Strategy iQ
Which business strategy is right for your business?
Michael Porter has probably made the most influential contribution to business strategy
(Competitive Strategy Free Press 1980). He proposed two basic strategies - cost leadership or
differentiated value. Since then, he has built on and extended that thinking to five competitive
forces. (What is Strategy? Harvard Business Review Nov-Dec 1996)
Michael Treacy (Customer Intimacy and other Value Disciplines Harvard Business Review Jan-Feb
1993) proposed three sources of competitive advantage - product leadership, operational excellence,
and customer intimacy - and maintained that a successful business needed to focus and really excel
in just one of these value discipline.
These are approaches to developing competitive advantage. But the current and future prospects
for the industry in which you operate is also important.

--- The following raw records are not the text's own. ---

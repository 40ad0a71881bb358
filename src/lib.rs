//! Ranging Log Library
//!
//! A Rust library for reading CSV exports of radio-ranging / localization
//! experiments into typed in-memory structures.
//!
//! This library provides tools for:
//! - Loading CSV rows with blank separator rows removed
//! - Locating the anchor positions block and the observation data block by
//!   header name within bounded search windows
//! - Extracting anchor coordinates and an optional ground-truth position
//! - Grouping per-node radio observations (RSSI, SNR, timestamp, ticks) by packet
//! - Absorbing malformed data rows without failing the whole file
//!
//! ```no_run
//! use ranging_log::{AnchorId, parse_csv};
//!
//! # fn example() -> ranging_log::Result<()> {
//! let log = parse_csv("experiment.csv")?;
//! let gateway = log.anchor(AnchorId::Gw0);
//! println!("GW0 at ({}, {}), {} packets", gateway.x, gateway.y, log.packet_count());
//! # Ok(())
//! # }
//! ```

use std::path::{Path, PathBuf};

pub mod config;
pub mod constants;

// Core application modules
pub mod app {
    pub mod models;
    pub mod services {
        pub mod ranging_csv_parser;
    }
}

// CLI modules
pub mod cli {
    pub mod args;
    pub mod commands;
}

// Re-export commonly used types
pub use app::models::{
    Anchor, AnchorId, NodeObservations, Observation, PacketGroups, Position, RangingLog,
};
pub use app::services::ranging_csv_parser::{ParseResult, ParseStats, RangingLogParser};
pub use config::ParserConfig;

/// Result type alias for the ranging log parser
pub type Result<T> = std::result::Result<T, Error>;

/// Error types for ranging log parsing operations
///
/// A parse either returns a complete log or one of these; no partial result
/// exists. Problems confined to a single data row never appear here.
#[derive(thiserror::Error, Debug)]
pub enum Error {
    /// The input file could not be opened for reading
    #[error("Cannot open '{}' for reading: {source}", path.display())]
    FileAccess {
        path: PathBuf,
        #[source]
        source: std::io::Error,
    },

    /// The CSV reader rejected the input (invalid UTF-8, broken quoting, I/O)
    #[error("CSV read error in '{}': {source}", path.display())]
    CsvRead {
        path: PathBuf,
        #[source]
        source: csv::Error,
    },

    /// A required header block could not be located
    #[error(transparent)]
    Format(#[from] FormatError),

    /// Configuration error
    #[error("Configuration error: {message}")]
    Configuration { message: String },

    /// Name that is not one of the fixed anchors
    #[error("Unknown anchor '{name}' (expected GW0, AN0 or AN1)")]
    UnknownAnchor { name: String },
}

/// Structural problems with the layout of a ranging log
#[derive(thiserror::Error, Debug, Clone, PartialEq, Eq)]
pub enum FormatError {
    #[error(
        "Positions header not found in the first {searched} rows (expected gw0_x,gw0_y,an0_x,an0_y,an1_x,an1_y,...)"
    )]
    PositionsHeaderNotFound { searched: usize },

    #[error("Positions value row missing after positions header at row {header_row}")]
    PositionsValueRowMissing { header_row: usize },

    #[error(
        "Data header not found in rows {start}..{end} (expected node_id,packet_id,rssi,snr,timestamp,ticks,...)"
    )]
    DataHeaderNotFound { start: usize, end: usize },
}

impl Error {
    /// Create a file access error for the given path
    pub fn file_access(path: impl Into<PathBuf>, source: std::io::Error) -> Self {
        Self::FileAccess {
            path: path.into(),
            source,
        }
    }

    /// Create a CSV read error for the given path
    pub fn csv_read(path: impl Into<PathBuf>, source: csv::Error) -> Self {
        Self::CsvRead {
            path: path.into(),
            source,
        }
    }

    /// Create a configuration error
    pub fn configuration(message: impl Into<String>) -> Self {
        Self::Configuration {
            message: message.into(),
        }
    }

    /// Whether this error comes from the layout of the file rather than access to it
    pub fn is_format_error(&self) -> bool {
        matches!(self, Self::Format(_))
    }
}

/// Parse a ranging log CSV file with the default configuration
pub fn parse_csv(path: impl AsRef<Path>) -> Result<RangingLog> {
    RangingLogParser::default().parse_file(path.as_ref())
}
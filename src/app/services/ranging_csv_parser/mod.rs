//! CSV parser for radio-ranging experiment logs
//!
//! A ranging log is a loosely structured CSV export: some title rows, a
//! positions header followed by a single row of anchor coordinates, then an
//! observation header followed by one row per (packet, node) measurement.
//! Neither block sits at a fixed line, and columns are found by name.
//!
//! ## Architecture
//!
//! The parser runs four stages strictly in order:
//! - [`row_loader`] - CSV reading and blank-row filtering
//! - [`block_locator`] - bounded-window search for the two header rows
//! - [`position_block`] - anchor and ground-truth extraction from the value row
//! - [`record_parser`] - per-row observation parsing with row-level rejection
//!
//! supported by:
//! - [`column_mapping`] - normalized header name to column index lookup
//! - [`field_parsers`] - typed field access with explicit defaults
//! - [`stats`] - parse statistics and result structures
//!
//! ## Usage
//!
//! ```no_run
//! use ranging_log::app::services::ranging_csv_parser::RangingLogParser;
//!
//! # fn example() -> ranging_log::Result<()> {
//! let parser = RangingLogParser::default();
//! let result = parser.parse_file_with_stats(std::path::Path::new("run_01.csv"))?;
//!
//! println!("Stored {} observations from {} data rows",
//!          result.stats.observations_stored,
//!          result.stats.data_rows);
//! # Ok(())
//! # }
//! ```

pub mod block_locator;
pub mod column_mapping;
pub mod field_parsers;
pub mod parser;
pub mod position_block;
pub mod record_parser;
pub mod row_loader;
pub mod stats;

#[cfg(test)]
pub mod tests;

// Re-export main types for easy access
pub use column_mapping::ColumnMapping;
pub use parser::RangingLogParser;
pub use record_parser::RowRejection;
pub use stats::{ParseResult, ParseStats};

There is little value in achieving a great
competitive position in an industry that is inherently unprofitable or dying.
The most appropriate strategy depends on which creates most shareholder value (which depends on
future return on investment and rate of growth).
So the question is whether and how to invest, given expected future profitability and growth,
and also market characteristics such as economies of scale, relative market share, technological
opportunities etc.
The Strategy iQ iPad app been created that enables your management team to assess the drivers of
profit and growth in your business and, based on that understanding, agree which of eight generic
business strategies is appropriate for your business. (A combination of two or more might be
indicated).
The eight generic strategies are:
- Grow Share
- Acquire
- Merge or Joint Venture
- Hold share
- Niche
- Reduce Investment or Milk
- Sell
- Close
The Strategy iQ app helps provide a disciplined process that will assist managers come to a shared
understanding of what needs to be done, and a determination to do it!
It starts with an investigation of the business drivers of the current profitability of the business. This
covers industry characteristics and the competitive position of this business.
Next it helps the team explore the likely future profitability of this business, examining possible
changes in price sensitivity and the balance of power between customers and suppliers.
Finally it explores eight generic strategies: Grow Share, Acquire, Merge or Joint Venture, Hold
share, Niche, Reduce Investment or Milk, Sell, Close.
The relevance of each strategy depends how it contributes to shareholder value (if expected
profitability is greater than cost of capital then a growth strategy is indicated; conversely if future
profitability is likely to be less than the cost of capital, then capital needs to be extracted).
But the relevance also depends on industry characteristics such as economies of scale and also
on the business positioning such as market share, relative perceived value and under-exploited
technological opportunities.
Click here for details of the Strategy iQ iPad app.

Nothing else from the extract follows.